Customer Dashboard (APAC)
- SQL
- Power BI
- Databricks
- โNo source data existed; built the dataset from the device up
- โ21,000+ scanners and 14.5M+ scan submissions tracked from 2022
- โBecame the base layer other dashboards were built on
Context
Most dashboards on the team started from a dataset that already existed in Databricks. This one did not. There was no consolidated source for scanner usage or scan submissions at all, and several teams wanted exactly that.

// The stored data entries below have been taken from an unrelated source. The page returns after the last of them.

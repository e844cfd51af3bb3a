// Licensed under the Apache License, Version 2.0 <LICENSE-APACHE or
// https://www.apache.org/licenses/LICENSE-2.0> or the MIT license
// <LICENSE-MIT or https://opensource.org/licenses/MIT>, at your
// option. This file may not be copied, modified, or distributed
// except according to those terms.

//! The repository capability.
//!
//! The runner, scheduler, context manager, and recovery controller all talk
//! to storage through this narrow trait rather than importing the database
//! layer directly. [`crate::database::Database`] implements it over
//! PostgreSQL; [`crate::testing::MemoryRepository`] implements it in memory
//! for hermetic tests. Tests construct a fresh repository per case.

use async_trait::async_trait;

use crate::database::error::DatabaseResult;
use crate::database::models::{
    ExecutionCounts, ExecutionRecord, JobRecord, NewExecution, OutboxRecord, StatusTransition,
};
use crate::jobs::{ExecutionStatus, JobSpec, JobStatus, Region};

/// Durable storage for jobs, executions, and outbox rows.
///
/// Implementations must enforce the unit-uniqueness invariant: at most one
/// pending, running, or completed execution per
/// (job, region, model, question) tuple, with an empty question id comparing
/// equal to NULL. A violating insert fails with
/// [`crate::database::DatabaseError::DuplicateKey`].
#[async_trait]
pub trait Repository: Send + Sync {
    // --- jobs ---

    /// Insert a job row and its outbox row in one transaction.
    async fn create_job(
        &self,
        jobspec_id: &str,
        owner_id: Option<&str>,
        spec: &JobSpec,
    ) -> DatabaseResult<JobRecord>;

    /// Fetch a job by internal id.
    async fn job(&self, internal_id: i64) -> DatabaseResult<Option<JobRecord>>;

    /// Fetch a job by its submitter-supplied id.
    async fn job_by_jobspec_id(&self, jobspec_id: &str) -> DatabaseResult<Option<JobRecord>>;

    /// Conditionally transition a job's status.
    ///
    /// The update applies only when the current status is one of `from`;
    /// otherwise the caller lost the race and receives the actual current
    /// status. `started_at` is stamped on the first move to `processing`,
    /// `completed_at` on any terminal status.
    async fn update_job_status(
        &self,
        internal_id: i64,
        from: &[JobStatus],
        to: JobStatus,
    ) -> DatabaseResult<StatusTransition>;

    /// Persist the final counters and reason for a job.
    async fn record_job_outcome(
        &self,
        internal_id: i64,
        completed_count: i32,
        failed_count: i32,
        reason: Option<&str>,
    ) -> DatabaseResult<()>;

    /// Bump the job-level retry counter, returning the new value.
    async fn increment_job_retry(&self, internal_id: i64) -> DatabaseResult<i32>;

    /// Jobs sitting in `status` with no update for at least
    /// `older_than_secs` seconds, oldest first.
    async fn stale_jobs(
        &self,
        status: JobStatus,
        older_than_secs: i64,
        limit: i64,
    ) -> DatabaseResult<Vec<JobRecord>>;

    // --- executions ---

    /// Insert an execution row. Fails with `DuplicateKey` when a blocking
    /// row already exists for the unit.
    async fn insert_execution(&self, new: NewExecution) -> DatabaseResult<i64>;

    /// Settle an open execution row: status, provider, payloads, and
    /// `completed_at` for terminal statuses.
    async fn finalize_execution(
        &self,
        execution_id: i64,
        status: ExecutionStatus,
        provider_id: Option<&str>,
        output: Option<&serde_json::Value>,
        receipt: Option<&serde_json::Value>,
    ) -> DatabaseResult<()>;

    /// The auto-stop probe: does a blocking (pending, running, or completed)
    /// row exist for this unit?
    async fn has_blocking_execution(
        &self,
        job_id: i64,
        region: Region,
        model_id: &str,
        question_id: Option<&str>,
    ) -> DatabaseResult<bool>;

    /// All execution rows for a job in deterministic
    /// (region, model, question, attempt) order.
    async fn list_executions(&self, job_id: i64) -> DatabaseResult<Vec<ExecutionRecord>>;

    /// Counts of the job's executions grouped by status.
    async fn count_executions(&self, job_id: i64) -> DatabaseResult<ExecutionCounts>;

    /// Bulk-cancel every non-terminal execution of a job. Returns the number
    /// of rows updated.
    async fn cancel_open_executions(&self, job_id: i64) -> DatabaseResult<u64>;

    // --- outbox ---

    /// Append an outbox row for a job (used by recovery republish).
    async fn insert_outbox(&self, job_id: i64) -> DatabaseResult<()>;

    /// Unpublished outbox rows in insertion order.
    async fn unpublished_outbox(&self, limit: i64) -> DatabaseResult<Vec<OutboxRecord>>;

    /// Mark an outbox row as published.
    async fn mark_outbox_published(&self, outbox_id: i64) -> DatabaseResult<()>;
}
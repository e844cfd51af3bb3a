//! The `questions` command: list the bias-probe question catalog.

use clap::Args;
use colored::Colorize;

use crate::error::CliError;

#[derive(Args)]
pub struct QuestionsArgs {
    /// Show full prompt text instead of a summary table
    #[arg(long)]
    pub full: bool,
}

pub async fn execute(args: QuestionsArgs) -> Result<(), CliError> {
    for question in meridian_questions::all() {
        if args.full {
            println!(
                "{} [{}]\n  {}\n",
                question.id.bold(),
                question.category,
                question.prompt
            );
        } else {
            let mut prompt = question.prompt.to_string();
            if prompt.len() > 60 {
                prompt.truncate(57);
                prompt.push_str("...");
            }
            println!("{:<24} {:<12} {}", question.id.bold(), question.category, prompt);
        }
    }

    Ok(())
}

Reverse-engineering the data
To find out where scanner activity was actually recorded, I borrowed an iTero scanner and used its features one by one, then followed each action through the back-end databases to see what it wrote and where. Piecing those trails together gave me a usable dataset covering scans, feature usage, and Invisalign submissions.
The dashboard
On top of that I built a general-purpose Power BI dashboard, fed by SQL, that now tracks over 46,000 Invisalign providers, 21,000 installed scanners, 14.5 million scan submissions, and 6.6 million feature usages across 15 markets since 2022. It breaks submission trends down by year, quarter, and month; ranks the ten most-used scanner features split by on-device versus web access; and plots the distribution of how long doctors take to complete a scan, binned by the minute. Separate pages give a downloadable raw table for offline analysis and a pre versus post-purchase view of whether installing a scanner actually lifts clinic activity.
Result
It became a core reporting tool for commercial, marketing, and regional leadership, and the dataset underneath it was reused as the foundation for later dashboards, including the DSO performance dashboard.